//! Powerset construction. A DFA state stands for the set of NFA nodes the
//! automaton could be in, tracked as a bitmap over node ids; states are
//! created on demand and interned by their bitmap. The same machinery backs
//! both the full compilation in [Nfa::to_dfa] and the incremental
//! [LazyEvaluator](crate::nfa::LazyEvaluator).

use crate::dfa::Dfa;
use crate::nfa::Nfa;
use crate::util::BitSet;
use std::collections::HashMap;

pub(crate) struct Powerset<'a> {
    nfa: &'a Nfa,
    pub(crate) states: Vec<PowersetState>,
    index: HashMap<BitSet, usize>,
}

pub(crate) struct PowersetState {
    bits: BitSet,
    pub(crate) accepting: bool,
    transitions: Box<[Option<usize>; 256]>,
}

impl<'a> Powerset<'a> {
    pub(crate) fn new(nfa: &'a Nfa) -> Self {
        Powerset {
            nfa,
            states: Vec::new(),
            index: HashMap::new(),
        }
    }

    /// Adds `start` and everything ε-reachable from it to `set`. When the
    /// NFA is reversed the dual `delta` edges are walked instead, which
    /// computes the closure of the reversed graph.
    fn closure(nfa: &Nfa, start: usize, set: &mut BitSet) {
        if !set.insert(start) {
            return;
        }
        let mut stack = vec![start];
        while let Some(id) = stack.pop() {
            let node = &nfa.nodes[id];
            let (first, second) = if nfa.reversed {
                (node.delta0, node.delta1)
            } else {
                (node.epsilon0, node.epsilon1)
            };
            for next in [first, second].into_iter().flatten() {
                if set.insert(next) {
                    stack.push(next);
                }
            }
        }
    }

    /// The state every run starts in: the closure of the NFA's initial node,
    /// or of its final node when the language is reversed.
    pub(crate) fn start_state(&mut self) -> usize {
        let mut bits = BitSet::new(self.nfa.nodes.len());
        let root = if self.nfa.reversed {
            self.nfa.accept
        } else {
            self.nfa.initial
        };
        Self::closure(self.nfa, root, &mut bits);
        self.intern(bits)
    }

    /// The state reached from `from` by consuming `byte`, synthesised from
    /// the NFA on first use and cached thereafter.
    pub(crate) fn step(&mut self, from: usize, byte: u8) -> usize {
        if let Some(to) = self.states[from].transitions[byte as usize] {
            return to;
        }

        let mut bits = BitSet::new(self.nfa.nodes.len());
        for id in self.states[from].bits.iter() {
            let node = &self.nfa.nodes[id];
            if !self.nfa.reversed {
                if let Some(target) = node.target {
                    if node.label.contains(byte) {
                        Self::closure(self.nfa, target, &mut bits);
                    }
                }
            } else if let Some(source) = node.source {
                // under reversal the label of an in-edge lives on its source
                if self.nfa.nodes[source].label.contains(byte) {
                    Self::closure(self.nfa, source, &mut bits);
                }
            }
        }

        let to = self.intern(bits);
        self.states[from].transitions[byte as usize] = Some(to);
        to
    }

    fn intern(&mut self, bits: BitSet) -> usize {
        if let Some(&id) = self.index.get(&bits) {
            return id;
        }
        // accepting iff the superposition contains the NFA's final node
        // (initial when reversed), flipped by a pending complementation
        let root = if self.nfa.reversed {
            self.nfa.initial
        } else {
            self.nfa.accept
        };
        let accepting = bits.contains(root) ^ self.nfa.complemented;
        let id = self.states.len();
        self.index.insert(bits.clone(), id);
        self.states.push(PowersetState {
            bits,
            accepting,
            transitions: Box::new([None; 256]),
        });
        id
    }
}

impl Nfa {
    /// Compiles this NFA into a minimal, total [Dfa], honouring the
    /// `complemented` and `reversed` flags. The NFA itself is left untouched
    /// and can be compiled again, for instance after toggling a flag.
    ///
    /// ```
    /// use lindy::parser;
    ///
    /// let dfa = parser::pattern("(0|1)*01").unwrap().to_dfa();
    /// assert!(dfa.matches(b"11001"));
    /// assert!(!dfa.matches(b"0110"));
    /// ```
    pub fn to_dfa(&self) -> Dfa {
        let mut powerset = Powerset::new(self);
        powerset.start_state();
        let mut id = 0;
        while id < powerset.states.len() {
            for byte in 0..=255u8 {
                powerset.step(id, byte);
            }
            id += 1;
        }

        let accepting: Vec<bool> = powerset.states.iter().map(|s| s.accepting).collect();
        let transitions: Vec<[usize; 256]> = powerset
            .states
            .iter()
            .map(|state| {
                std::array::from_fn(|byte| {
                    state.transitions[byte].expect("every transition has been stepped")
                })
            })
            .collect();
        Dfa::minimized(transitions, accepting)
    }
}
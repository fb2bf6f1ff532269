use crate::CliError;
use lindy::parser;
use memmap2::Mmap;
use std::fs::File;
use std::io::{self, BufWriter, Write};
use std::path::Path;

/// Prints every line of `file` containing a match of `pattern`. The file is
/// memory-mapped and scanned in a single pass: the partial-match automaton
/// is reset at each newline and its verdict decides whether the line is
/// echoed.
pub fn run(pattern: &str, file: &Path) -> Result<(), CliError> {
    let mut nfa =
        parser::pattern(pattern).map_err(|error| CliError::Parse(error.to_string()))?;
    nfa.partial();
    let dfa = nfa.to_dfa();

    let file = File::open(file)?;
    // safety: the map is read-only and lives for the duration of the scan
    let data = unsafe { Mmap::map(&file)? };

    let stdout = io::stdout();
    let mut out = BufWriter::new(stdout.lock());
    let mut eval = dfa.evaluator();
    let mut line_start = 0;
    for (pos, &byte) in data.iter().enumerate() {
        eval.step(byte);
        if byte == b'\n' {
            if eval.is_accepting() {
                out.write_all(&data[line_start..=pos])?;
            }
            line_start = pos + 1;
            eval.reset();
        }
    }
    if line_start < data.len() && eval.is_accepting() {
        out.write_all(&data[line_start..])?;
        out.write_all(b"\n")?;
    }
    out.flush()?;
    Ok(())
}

______________________________

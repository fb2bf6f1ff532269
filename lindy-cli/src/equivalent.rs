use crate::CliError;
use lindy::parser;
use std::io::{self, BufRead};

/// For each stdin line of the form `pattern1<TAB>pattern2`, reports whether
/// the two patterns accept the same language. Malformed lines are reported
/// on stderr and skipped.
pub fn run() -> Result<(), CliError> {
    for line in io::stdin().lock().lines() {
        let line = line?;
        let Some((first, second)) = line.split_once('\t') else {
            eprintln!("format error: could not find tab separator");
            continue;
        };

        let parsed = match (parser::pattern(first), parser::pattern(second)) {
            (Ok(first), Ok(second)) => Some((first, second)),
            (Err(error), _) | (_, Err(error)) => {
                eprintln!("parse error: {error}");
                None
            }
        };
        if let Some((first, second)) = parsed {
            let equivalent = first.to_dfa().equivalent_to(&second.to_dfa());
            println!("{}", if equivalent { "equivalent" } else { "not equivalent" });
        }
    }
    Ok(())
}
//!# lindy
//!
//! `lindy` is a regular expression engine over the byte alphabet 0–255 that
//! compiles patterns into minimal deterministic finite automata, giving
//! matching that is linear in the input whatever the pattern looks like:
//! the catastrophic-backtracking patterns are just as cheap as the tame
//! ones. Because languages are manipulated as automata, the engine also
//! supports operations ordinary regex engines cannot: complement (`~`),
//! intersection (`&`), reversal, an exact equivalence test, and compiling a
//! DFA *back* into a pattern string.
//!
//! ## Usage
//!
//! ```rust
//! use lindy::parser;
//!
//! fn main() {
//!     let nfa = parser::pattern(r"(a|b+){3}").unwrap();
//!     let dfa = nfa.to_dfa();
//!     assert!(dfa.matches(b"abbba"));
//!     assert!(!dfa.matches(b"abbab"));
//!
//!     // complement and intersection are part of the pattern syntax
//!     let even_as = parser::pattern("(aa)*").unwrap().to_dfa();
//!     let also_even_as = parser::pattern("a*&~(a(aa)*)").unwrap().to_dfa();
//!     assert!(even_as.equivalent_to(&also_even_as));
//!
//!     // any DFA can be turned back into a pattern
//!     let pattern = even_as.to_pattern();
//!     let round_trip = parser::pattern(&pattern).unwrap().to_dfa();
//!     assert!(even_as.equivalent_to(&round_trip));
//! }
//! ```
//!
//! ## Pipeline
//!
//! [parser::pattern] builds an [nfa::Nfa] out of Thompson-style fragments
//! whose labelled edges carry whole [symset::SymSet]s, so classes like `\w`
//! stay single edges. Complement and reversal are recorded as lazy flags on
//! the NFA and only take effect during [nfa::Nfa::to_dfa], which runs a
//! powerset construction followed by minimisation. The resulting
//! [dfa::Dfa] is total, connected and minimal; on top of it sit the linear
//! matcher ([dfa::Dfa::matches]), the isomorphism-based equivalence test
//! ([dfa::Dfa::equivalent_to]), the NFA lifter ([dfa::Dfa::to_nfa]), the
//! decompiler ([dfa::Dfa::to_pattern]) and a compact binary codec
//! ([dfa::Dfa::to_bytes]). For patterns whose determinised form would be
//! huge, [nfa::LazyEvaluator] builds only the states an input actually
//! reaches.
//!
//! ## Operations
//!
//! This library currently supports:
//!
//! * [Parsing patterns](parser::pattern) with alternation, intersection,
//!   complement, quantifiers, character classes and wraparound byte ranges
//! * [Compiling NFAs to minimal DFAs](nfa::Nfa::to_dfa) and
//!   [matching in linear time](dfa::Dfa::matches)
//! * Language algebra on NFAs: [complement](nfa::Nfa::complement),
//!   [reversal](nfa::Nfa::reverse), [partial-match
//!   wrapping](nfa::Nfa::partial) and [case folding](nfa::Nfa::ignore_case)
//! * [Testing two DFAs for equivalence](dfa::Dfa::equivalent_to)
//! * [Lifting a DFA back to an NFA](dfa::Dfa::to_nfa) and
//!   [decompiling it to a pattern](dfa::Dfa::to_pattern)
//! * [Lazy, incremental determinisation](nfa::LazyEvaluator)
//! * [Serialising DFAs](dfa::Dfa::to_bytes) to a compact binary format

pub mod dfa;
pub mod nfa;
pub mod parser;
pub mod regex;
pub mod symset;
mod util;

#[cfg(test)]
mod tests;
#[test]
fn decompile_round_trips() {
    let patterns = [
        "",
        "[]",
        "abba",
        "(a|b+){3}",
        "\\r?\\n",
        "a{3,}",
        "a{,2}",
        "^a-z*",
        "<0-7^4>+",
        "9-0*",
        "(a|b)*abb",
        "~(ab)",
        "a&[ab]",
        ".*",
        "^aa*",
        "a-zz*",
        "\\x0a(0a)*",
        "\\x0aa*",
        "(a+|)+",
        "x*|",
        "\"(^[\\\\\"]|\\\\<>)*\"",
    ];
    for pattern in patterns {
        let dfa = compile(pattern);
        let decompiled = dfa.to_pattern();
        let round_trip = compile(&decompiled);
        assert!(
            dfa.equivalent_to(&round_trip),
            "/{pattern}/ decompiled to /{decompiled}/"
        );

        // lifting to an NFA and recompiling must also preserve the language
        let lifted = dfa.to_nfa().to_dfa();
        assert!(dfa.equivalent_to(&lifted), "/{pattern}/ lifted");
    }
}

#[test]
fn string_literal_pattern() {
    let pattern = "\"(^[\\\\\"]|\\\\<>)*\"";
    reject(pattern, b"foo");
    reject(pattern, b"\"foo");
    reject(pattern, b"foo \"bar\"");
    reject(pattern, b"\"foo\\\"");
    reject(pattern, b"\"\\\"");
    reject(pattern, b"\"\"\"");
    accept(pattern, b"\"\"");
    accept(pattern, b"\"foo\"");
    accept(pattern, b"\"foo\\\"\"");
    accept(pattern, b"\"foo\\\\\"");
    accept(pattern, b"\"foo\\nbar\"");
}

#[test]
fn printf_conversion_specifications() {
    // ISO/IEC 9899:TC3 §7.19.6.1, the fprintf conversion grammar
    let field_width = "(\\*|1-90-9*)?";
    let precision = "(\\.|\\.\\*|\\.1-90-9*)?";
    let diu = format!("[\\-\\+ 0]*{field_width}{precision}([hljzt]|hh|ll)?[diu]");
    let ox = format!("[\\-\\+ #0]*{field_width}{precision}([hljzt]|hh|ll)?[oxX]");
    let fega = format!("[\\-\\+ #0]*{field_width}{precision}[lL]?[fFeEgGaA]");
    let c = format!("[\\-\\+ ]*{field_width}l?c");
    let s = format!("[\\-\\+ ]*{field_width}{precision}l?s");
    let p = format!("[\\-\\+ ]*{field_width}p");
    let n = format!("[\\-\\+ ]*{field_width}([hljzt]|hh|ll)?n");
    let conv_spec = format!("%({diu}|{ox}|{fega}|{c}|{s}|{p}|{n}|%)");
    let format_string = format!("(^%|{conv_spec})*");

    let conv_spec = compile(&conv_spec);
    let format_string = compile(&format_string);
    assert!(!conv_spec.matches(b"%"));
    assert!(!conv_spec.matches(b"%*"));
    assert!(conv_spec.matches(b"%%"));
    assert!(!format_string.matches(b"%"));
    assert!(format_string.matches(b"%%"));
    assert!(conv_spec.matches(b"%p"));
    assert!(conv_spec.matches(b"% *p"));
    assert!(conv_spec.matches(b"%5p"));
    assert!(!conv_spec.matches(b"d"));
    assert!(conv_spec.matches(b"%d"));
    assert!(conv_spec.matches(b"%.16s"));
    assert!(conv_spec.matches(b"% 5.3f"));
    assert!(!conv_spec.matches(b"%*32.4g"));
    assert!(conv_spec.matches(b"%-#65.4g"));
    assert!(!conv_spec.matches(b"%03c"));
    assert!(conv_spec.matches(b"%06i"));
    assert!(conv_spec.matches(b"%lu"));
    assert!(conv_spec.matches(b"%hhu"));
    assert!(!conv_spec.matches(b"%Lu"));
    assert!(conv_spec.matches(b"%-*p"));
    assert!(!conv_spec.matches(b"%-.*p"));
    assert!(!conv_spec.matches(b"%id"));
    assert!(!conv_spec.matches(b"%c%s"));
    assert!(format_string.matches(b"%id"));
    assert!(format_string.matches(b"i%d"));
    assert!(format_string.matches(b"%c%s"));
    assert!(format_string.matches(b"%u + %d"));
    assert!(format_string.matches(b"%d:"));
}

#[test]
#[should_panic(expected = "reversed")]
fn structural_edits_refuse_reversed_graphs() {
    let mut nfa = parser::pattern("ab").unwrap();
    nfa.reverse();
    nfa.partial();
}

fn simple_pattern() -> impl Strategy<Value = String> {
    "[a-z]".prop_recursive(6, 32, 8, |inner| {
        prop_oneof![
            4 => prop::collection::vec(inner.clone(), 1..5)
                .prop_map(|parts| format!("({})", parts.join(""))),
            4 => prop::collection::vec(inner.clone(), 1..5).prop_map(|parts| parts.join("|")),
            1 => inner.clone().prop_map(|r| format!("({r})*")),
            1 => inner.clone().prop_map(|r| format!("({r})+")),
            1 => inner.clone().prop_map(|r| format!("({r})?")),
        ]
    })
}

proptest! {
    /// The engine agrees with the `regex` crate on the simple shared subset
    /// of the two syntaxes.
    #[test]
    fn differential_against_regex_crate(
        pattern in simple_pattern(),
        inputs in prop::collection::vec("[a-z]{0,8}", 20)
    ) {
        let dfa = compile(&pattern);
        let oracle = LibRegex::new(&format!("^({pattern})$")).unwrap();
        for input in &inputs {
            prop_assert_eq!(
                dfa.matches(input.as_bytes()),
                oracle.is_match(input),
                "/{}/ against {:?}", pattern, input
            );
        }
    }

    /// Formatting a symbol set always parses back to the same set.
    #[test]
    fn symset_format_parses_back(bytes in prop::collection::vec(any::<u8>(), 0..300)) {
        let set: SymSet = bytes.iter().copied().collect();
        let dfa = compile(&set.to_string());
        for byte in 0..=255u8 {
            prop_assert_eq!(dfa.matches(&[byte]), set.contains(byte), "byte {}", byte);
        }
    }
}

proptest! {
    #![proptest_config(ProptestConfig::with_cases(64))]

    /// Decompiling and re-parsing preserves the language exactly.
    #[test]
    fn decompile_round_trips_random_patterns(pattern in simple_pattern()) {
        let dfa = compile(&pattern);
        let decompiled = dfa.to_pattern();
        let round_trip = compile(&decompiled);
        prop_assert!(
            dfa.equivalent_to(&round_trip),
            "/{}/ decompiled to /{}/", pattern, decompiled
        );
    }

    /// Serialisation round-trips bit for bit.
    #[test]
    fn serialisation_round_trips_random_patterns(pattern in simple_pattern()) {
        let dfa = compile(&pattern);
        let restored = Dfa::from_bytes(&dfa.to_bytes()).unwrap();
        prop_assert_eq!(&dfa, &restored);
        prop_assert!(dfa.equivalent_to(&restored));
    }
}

______________________________

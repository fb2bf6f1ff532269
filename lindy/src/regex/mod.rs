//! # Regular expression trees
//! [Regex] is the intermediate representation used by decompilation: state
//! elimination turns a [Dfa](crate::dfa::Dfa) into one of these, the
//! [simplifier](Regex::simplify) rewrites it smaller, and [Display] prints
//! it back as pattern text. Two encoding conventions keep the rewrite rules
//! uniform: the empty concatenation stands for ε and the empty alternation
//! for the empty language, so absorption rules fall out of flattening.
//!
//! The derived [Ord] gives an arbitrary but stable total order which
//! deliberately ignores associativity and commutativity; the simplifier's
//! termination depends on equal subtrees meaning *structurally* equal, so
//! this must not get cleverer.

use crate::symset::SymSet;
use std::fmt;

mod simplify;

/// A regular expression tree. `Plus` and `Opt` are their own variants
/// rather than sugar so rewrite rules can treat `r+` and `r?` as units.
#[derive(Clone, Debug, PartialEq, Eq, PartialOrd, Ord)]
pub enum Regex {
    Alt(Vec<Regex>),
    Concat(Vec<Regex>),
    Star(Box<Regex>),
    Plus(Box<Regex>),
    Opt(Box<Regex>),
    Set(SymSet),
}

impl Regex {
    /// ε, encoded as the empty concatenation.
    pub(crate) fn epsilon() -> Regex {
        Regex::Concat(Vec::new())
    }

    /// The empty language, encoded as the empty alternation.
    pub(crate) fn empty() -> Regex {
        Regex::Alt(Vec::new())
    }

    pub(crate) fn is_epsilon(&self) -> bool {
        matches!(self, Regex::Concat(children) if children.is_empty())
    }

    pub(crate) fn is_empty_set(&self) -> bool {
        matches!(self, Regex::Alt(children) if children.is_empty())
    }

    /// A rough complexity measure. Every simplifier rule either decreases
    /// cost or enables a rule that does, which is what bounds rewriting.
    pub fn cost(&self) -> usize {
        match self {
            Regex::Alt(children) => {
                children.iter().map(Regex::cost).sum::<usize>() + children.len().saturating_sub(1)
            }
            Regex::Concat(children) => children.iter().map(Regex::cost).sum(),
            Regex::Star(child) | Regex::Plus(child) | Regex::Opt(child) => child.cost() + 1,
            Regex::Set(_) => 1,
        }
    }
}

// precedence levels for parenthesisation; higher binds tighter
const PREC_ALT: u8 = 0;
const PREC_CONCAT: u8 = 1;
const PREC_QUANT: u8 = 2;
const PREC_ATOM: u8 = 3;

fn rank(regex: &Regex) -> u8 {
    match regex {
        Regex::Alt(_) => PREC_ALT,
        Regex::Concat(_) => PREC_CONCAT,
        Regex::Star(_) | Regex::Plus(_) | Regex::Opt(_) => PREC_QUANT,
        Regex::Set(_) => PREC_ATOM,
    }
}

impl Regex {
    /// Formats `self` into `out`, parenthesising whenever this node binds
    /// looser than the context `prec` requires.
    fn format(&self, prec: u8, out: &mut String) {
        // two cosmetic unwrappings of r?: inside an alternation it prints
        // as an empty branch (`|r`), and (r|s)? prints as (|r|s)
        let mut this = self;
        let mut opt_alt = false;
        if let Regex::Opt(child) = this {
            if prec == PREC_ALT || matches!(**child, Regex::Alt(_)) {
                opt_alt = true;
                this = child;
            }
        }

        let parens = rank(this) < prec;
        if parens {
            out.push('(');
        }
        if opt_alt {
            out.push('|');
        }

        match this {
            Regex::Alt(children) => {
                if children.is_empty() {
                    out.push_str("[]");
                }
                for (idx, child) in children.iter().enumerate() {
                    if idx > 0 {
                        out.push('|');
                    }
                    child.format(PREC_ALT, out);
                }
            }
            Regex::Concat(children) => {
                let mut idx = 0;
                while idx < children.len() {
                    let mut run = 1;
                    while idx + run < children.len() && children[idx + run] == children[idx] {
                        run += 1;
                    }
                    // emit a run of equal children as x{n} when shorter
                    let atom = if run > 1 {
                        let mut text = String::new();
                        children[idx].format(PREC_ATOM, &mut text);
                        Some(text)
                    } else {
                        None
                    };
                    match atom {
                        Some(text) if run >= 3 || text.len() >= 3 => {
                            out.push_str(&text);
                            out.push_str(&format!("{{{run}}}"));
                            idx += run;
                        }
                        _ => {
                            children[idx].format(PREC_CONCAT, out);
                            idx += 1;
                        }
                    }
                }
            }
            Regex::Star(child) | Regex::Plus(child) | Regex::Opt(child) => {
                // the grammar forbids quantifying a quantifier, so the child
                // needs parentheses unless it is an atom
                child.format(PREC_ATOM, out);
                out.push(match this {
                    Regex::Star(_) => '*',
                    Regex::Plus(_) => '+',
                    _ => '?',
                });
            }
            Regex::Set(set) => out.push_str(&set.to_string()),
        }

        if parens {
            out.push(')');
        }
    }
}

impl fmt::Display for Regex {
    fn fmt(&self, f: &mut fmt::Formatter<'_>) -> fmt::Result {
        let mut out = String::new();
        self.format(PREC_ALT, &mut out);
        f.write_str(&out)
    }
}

______________________________

AIM OF THE TASK -
The lines you return should be those above that contain the word "whose", every one of them.

ANSWER BELOW -
//! whose labelled edges carry whole [symset::SymSet]s, so classes like `\w`
//! ([dfa::Dfa::to_bytes]). For patterns whose determinised form would be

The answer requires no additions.